**WHAT TO WORK ON**.
From the records below, print exactly the lines starting at the one containing "assert_eq!(call1(addr, 4), 6);" and ending at the one containing "bound, not just", ends included, and nothing else.

*** DATA TO PROCESS Section Begins ***

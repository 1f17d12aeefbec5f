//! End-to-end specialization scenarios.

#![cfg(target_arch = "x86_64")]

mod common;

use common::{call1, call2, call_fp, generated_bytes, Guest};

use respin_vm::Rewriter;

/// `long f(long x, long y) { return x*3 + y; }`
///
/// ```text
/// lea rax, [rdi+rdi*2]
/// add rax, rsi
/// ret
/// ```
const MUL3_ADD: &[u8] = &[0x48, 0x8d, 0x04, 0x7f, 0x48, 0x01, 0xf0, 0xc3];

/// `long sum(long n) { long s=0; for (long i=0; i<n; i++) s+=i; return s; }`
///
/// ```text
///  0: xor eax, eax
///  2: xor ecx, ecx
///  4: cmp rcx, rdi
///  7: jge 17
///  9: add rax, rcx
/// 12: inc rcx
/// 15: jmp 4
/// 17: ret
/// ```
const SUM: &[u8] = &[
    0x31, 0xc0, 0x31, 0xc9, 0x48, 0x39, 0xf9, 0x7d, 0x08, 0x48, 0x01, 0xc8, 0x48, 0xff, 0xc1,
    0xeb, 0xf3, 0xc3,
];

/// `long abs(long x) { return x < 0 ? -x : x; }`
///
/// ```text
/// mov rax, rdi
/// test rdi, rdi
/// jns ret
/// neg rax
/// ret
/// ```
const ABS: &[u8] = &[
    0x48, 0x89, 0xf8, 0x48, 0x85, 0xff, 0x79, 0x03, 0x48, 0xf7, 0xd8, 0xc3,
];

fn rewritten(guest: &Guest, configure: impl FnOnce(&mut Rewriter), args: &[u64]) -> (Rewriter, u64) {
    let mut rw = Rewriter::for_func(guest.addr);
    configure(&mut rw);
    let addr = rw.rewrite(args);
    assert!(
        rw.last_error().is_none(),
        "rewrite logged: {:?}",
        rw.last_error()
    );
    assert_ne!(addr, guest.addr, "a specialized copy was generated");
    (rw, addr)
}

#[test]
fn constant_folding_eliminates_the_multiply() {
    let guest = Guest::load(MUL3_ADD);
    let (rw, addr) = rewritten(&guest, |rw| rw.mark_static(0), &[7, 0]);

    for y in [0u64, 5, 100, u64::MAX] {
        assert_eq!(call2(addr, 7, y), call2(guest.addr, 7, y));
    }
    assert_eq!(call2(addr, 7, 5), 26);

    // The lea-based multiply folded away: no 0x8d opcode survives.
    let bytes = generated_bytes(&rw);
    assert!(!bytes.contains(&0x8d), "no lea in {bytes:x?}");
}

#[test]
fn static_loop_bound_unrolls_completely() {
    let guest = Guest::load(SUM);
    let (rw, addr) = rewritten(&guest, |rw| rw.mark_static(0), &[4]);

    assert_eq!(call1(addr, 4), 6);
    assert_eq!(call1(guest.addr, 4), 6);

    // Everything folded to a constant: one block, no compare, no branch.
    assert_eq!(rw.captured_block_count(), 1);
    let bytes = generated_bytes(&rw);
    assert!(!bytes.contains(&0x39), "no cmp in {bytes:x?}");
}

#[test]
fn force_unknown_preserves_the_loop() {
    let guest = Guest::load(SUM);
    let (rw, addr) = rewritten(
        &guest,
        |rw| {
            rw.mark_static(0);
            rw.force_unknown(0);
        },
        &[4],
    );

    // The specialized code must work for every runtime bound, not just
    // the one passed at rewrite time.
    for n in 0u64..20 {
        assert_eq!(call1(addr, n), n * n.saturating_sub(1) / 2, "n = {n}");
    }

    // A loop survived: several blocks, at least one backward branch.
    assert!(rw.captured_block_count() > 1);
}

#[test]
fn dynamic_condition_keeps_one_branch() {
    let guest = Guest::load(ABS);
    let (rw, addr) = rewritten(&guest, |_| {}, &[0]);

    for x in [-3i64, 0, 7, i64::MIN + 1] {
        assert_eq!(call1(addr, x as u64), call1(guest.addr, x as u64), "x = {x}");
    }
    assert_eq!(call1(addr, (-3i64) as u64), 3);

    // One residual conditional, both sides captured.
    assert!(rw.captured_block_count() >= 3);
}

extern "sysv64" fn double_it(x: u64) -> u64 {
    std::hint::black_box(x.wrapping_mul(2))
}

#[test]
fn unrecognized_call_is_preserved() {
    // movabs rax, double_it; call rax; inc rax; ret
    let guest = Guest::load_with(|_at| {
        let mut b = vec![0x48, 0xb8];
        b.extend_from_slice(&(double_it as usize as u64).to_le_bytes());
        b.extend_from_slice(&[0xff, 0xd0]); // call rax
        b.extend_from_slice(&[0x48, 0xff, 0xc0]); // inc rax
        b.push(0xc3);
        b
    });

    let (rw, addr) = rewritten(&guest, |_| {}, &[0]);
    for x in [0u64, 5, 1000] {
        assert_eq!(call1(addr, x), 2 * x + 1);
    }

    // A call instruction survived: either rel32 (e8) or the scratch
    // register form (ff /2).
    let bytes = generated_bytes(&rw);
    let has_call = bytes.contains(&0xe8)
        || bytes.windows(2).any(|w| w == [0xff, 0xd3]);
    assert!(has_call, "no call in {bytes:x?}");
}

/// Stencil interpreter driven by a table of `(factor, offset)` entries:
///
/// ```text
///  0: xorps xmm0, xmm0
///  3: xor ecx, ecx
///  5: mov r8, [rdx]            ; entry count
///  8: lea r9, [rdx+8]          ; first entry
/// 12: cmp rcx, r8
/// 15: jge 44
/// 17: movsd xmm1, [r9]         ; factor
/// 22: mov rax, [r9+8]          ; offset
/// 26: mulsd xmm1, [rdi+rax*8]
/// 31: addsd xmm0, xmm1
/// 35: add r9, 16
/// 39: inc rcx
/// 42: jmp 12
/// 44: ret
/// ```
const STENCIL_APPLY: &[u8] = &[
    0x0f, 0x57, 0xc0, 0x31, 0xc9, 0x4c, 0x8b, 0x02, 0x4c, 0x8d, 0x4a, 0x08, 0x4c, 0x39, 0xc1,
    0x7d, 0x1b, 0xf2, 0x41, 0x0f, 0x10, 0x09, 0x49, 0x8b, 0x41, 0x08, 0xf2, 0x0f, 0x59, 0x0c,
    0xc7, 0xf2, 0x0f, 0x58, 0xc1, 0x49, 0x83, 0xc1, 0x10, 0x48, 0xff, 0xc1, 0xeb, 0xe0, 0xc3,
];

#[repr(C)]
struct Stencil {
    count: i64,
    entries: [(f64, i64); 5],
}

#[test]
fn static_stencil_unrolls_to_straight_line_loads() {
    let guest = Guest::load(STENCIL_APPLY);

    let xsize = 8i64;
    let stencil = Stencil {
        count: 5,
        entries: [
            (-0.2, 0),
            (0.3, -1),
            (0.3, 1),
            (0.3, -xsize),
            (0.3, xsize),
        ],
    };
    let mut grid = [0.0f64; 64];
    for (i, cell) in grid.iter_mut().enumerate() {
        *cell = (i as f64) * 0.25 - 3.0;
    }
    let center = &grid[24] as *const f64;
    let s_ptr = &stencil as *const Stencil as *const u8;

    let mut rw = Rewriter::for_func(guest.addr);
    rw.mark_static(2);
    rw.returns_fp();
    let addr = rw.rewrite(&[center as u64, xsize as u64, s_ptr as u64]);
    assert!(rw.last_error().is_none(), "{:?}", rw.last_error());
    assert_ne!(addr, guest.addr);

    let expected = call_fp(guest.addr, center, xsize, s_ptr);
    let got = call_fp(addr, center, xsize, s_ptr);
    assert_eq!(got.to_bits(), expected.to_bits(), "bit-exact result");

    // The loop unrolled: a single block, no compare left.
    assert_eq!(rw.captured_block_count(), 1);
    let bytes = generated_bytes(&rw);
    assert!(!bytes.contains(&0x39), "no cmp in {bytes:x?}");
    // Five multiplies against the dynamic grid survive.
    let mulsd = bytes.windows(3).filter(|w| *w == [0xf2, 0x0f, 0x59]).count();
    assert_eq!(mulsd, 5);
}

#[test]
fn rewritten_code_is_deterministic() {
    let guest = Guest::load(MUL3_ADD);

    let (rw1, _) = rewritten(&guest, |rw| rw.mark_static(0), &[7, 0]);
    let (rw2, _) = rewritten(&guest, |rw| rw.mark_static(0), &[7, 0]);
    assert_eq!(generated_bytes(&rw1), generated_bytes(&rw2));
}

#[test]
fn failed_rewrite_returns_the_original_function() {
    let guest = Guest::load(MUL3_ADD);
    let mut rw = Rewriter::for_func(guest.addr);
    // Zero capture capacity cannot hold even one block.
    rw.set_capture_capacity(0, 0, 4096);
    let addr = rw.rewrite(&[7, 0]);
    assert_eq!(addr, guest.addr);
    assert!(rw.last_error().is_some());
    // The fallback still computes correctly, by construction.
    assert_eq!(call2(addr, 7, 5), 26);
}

*** DATA TO PROCESS Section Ends ***
*** DATA TO PROCESS Section Begins ***

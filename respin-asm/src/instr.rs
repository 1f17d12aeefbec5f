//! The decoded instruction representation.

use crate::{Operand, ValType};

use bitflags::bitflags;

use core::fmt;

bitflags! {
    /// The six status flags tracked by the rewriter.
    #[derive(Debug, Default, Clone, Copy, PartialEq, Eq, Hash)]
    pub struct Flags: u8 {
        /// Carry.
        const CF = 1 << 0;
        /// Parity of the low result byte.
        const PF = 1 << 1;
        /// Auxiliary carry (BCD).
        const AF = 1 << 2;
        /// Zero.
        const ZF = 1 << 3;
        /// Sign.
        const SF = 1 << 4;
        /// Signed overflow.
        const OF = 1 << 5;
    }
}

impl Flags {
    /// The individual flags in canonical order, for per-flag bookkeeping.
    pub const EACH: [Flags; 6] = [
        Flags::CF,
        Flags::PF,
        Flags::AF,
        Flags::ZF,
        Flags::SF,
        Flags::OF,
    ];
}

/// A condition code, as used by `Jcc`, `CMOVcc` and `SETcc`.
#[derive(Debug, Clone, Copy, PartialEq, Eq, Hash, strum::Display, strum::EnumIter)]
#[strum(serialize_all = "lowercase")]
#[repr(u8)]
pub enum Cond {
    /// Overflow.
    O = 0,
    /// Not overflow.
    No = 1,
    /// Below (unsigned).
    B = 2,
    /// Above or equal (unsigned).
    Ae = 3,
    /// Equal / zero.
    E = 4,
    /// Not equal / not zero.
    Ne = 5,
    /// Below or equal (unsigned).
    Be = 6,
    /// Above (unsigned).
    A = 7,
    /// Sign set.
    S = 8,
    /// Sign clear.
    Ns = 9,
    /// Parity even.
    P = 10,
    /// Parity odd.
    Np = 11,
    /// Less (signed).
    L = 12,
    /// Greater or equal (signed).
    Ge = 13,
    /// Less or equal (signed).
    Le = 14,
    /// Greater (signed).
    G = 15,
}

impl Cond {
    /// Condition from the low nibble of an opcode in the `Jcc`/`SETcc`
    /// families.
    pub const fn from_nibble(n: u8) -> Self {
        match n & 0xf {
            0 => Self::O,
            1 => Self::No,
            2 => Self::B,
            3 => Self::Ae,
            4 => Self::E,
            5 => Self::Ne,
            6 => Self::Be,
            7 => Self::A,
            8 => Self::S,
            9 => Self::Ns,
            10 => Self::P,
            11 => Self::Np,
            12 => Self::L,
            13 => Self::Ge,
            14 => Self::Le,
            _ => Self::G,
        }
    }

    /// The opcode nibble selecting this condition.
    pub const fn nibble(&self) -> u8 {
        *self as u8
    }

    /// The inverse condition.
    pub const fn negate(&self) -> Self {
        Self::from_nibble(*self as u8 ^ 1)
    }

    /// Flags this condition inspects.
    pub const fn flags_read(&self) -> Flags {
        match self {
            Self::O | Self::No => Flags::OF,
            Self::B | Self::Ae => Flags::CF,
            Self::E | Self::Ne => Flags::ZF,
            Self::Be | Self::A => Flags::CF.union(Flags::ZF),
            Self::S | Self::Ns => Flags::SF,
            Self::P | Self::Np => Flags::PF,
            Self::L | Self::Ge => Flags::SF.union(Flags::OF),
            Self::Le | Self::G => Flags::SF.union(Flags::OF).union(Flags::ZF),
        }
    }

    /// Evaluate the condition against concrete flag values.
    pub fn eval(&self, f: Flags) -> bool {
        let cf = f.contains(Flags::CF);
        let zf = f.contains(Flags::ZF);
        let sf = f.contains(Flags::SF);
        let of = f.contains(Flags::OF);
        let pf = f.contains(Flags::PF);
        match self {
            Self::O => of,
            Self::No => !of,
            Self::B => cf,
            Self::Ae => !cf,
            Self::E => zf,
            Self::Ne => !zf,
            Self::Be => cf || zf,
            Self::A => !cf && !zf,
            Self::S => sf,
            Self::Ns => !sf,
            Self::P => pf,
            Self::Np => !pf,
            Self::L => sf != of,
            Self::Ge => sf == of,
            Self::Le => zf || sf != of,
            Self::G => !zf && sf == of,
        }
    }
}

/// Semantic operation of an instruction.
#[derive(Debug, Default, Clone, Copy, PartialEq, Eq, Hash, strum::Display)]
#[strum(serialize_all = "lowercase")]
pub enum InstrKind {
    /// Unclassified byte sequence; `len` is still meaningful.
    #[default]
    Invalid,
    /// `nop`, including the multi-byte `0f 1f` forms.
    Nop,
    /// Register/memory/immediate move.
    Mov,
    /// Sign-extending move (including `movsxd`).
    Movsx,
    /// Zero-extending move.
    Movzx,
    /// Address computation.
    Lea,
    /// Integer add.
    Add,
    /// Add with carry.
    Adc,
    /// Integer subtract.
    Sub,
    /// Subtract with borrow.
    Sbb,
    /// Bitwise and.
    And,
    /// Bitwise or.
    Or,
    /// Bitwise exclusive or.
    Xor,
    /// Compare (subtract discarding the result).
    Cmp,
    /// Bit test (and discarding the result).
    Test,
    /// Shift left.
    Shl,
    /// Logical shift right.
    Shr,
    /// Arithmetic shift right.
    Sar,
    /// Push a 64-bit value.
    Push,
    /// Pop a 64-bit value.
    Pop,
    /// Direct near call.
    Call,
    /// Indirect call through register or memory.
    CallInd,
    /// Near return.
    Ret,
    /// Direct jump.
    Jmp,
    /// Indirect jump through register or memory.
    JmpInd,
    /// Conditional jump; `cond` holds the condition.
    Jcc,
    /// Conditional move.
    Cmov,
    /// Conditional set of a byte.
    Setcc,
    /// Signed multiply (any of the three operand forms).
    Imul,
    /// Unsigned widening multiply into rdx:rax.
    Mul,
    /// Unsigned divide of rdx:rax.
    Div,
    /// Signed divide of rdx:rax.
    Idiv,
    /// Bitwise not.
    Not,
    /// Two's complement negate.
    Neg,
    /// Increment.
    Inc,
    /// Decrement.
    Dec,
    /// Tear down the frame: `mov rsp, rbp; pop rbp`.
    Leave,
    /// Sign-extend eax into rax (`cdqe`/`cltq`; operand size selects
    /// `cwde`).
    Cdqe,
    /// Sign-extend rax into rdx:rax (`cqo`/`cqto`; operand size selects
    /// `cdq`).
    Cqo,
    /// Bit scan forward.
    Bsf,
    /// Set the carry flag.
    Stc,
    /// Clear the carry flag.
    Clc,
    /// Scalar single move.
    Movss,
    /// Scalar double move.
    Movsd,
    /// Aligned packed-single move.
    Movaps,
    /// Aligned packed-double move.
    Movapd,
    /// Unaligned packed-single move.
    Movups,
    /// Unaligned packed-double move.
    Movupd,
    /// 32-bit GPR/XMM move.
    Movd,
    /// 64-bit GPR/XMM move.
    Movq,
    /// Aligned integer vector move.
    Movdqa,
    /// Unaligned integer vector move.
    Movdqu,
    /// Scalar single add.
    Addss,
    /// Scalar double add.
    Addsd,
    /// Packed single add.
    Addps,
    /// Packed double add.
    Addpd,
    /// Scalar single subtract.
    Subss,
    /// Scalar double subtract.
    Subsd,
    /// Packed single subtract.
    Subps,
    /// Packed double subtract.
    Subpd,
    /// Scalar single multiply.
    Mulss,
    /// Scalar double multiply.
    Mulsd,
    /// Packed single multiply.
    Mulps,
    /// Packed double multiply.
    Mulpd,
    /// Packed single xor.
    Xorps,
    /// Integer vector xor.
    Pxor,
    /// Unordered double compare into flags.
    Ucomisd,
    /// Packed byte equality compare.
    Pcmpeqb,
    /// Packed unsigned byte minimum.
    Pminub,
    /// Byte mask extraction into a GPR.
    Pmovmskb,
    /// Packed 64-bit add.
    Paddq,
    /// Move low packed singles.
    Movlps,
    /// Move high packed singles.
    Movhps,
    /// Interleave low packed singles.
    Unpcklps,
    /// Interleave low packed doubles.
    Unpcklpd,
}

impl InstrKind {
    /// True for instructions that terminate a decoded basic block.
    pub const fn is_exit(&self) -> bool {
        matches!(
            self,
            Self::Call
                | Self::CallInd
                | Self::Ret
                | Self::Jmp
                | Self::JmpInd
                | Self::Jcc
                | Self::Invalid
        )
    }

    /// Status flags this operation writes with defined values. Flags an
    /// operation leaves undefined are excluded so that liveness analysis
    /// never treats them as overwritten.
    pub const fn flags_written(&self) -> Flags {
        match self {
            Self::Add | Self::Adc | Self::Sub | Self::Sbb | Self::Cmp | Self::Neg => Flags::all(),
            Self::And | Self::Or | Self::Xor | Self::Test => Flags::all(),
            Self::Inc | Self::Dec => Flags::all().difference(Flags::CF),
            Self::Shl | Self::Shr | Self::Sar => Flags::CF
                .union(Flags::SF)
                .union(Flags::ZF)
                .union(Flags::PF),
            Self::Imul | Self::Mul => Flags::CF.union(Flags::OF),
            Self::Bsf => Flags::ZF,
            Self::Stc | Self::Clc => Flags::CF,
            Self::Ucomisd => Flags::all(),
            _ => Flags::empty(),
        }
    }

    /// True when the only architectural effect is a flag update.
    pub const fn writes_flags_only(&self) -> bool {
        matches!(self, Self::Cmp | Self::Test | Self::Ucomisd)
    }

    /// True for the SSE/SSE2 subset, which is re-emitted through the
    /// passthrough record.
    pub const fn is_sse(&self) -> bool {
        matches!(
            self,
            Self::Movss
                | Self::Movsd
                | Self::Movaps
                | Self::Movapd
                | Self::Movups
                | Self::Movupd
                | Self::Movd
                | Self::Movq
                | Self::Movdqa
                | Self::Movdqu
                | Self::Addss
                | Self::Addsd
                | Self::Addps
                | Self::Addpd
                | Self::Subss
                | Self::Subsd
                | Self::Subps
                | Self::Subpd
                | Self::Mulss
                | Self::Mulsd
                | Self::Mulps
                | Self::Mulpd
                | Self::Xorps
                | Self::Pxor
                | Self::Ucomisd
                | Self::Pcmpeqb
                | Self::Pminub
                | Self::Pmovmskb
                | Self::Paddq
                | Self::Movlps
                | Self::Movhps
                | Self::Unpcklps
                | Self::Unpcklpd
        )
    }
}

*** DATA TO PROCESS Section Ends ***

**RESULT OF THIS EXERCISE**.
    assert_eq!(call1(addr, 4), 6);
    assert_eq!(call1(guest.addr, 4), 6);

    // Everything folded to a constant: one block, no compare, no branch.
    assert_eq!(rw.captured_block_count(), 1);
    let bytes = generated_bytes(&rw);
    assert!(!bytes.contains(&0x39), "no cmp in {bytes:x?}");
}

#[test]
fn force_unknown_preserves_the_loop() {
    let guest = Guest::load(SUM);
    let (rw, addr) = rewritten(
        &guest,
        |rw| {
            rw.mark_static(0);
            rw.force_unknown(0);
        },
        &[4],
    );

    // The specialized code must work for every runtime bound, not just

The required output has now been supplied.